Count the lines below containing "CampaignStatus". Number only.

** DATA SUPPLIED **
※
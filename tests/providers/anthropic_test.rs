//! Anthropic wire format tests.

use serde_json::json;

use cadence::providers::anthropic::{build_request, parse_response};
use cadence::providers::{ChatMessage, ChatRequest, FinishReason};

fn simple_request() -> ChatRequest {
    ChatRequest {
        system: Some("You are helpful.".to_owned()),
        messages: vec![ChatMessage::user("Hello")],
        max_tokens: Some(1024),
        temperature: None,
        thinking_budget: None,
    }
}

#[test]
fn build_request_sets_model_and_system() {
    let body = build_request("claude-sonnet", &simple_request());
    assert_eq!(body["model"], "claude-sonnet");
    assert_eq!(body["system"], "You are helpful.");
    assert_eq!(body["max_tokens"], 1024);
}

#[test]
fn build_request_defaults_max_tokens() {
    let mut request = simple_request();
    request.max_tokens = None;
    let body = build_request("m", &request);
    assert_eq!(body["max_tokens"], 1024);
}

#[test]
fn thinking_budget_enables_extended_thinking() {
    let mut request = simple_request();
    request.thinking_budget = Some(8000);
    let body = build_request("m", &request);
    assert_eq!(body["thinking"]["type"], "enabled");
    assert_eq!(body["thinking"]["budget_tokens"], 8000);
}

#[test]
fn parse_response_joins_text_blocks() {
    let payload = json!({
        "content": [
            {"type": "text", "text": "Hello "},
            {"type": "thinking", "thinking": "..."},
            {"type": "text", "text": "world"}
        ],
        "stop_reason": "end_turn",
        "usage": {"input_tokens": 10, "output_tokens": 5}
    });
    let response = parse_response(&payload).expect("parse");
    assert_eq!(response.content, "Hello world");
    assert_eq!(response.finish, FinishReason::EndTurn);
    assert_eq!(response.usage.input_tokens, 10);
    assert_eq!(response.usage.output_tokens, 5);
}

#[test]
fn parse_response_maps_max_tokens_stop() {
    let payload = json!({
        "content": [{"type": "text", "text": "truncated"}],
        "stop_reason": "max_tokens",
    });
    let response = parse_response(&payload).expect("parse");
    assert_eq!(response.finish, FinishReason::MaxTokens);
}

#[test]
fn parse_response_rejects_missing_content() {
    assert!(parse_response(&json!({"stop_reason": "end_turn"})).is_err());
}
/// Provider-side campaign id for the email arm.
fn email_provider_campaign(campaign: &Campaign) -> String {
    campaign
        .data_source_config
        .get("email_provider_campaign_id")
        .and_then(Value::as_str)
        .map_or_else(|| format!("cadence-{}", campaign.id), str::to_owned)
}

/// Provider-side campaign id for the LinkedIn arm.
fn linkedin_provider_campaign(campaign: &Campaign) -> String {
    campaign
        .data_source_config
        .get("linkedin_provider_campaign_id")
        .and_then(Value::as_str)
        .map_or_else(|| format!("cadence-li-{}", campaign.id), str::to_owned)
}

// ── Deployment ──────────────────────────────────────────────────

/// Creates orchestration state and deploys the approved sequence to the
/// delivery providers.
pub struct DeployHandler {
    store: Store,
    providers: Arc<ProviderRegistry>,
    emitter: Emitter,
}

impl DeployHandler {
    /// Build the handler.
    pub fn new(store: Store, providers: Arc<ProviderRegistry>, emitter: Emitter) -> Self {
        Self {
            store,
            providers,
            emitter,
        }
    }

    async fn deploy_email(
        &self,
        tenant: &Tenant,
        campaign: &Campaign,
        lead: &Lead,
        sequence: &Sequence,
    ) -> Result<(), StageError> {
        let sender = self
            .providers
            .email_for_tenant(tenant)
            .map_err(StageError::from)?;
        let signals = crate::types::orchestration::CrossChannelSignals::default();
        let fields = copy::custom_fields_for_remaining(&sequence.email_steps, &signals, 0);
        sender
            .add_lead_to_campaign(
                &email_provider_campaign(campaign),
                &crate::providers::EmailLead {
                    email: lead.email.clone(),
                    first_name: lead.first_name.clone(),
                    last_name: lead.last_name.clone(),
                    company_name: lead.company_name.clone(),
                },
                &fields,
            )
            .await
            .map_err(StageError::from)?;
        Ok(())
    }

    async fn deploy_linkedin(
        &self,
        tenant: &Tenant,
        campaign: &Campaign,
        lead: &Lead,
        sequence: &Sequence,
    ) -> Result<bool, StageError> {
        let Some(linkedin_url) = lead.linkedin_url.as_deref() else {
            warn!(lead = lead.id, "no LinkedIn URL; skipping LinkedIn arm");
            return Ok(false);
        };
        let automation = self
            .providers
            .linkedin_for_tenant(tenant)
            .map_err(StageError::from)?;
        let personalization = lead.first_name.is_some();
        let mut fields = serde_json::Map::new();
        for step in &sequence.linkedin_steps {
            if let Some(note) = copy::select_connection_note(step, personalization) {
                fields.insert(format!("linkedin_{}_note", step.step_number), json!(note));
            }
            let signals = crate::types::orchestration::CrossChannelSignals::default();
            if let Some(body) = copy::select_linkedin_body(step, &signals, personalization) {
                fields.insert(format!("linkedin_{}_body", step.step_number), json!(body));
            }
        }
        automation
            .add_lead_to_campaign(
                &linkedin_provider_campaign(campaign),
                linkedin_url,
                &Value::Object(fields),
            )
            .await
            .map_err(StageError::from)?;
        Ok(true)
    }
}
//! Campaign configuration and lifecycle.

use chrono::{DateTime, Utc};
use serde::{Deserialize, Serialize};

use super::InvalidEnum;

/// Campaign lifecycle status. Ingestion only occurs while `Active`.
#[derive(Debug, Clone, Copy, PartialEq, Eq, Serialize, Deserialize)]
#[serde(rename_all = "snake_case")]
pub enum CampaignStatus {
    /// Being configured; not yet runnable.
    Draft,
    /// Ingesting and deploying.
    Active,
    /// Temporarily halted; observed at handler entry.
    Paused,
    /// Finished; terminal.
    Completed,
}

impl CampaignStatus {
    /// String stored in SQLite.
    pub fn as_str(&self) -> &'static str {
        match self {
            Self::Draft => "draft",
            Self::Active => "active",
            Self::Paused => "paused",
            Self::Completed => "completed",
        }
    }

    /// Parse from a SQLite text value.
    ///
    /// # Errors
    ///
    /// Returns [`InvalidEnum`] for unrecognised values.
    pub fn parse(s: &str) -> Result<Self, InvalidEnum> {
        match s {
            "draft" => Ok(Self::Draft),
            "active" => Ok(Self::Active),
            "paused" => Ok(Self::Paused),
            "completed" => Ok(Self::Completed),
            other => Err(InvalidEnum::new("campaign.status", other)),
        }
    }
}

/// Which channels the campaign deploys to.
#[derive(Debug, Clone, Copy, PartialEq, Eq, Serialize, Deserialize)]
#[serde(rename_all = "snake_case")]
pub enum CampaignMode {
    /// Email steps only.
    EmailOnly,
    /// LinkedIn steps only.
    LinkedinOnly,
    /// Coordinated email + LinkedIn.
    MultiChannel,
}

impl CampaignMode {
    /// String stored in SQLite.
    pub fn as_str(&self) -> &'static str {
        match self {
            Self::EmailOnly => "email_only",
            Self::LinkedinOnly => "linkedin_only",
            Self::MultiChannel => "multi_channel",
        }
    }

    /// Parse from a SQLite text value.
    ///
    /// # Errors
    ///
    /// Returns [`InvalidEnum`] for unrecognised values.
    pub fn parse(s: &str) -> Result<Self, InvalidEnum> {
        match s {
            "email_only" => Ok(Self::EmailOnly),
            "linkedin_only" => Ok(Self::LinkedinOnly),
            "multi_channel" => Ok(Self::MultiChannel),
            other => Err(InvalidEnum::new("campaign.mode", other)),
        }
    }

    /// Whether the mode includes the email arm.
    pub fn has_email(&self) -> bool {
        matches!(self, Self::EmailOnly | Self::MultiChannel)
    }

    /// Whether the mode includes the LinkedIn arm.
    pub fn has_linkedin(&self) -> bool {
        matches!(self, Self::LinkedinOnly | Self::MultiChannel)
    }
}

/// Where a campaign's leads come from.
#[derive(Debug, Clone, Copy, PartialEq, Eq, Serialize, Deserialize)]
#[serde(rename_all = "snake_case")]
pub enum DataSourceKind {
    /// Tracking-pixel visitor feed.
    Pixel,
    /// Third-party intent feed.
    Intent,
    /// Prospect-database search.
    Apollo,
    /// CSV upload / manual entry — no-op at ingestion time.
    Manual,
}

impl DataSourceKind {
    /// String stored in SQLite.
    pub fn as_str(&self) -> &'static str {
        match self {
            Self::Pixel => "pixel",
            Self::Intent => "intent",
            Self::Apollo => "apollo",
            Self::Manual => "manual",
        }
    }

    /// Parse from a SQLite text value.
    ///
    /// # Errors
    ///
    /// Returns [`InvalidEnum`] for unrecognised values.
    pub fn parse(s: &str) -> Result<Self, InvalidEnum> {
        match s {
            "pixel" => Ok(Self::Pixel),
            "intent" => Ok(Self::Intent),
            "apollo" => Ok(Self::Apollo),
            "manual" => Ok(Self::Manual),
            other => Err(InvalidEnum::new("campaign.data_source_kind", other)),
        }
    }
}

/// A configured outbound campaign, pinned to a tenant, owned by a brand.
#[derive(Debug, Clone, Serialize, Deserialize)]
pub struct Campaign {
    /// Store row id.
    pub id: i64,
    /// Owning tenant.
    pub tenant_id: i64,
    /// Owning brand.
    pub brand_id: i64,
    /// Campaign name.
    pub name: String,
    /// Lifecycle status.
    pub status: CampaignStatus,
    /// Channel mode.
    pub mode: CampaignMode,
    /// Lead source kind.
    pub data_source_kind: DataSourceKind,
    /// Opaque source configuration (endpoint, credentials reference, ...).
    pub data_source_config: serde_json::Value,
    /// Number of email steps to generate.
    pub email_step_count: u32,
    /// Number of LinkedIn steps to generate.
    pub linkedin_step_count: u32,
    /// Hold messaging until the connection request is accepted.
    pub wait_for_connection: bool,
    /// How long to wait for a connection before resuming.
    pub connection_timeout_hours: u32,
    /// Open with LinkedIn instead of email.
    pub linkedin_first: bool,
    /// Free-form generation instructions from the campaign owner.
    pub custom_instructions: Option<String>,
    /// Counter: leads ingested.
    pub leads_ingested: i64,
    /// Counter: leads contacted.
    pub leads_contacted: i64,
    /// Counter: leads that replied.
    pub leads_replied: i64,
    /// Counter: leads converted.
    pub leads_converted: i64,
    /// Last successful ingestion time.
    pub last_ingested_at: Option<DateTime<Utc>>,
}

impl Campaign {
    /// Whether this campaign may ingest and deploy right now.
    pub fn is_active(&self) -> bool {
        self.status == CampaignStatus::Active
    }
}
※
** YOUR RESPONSE **
4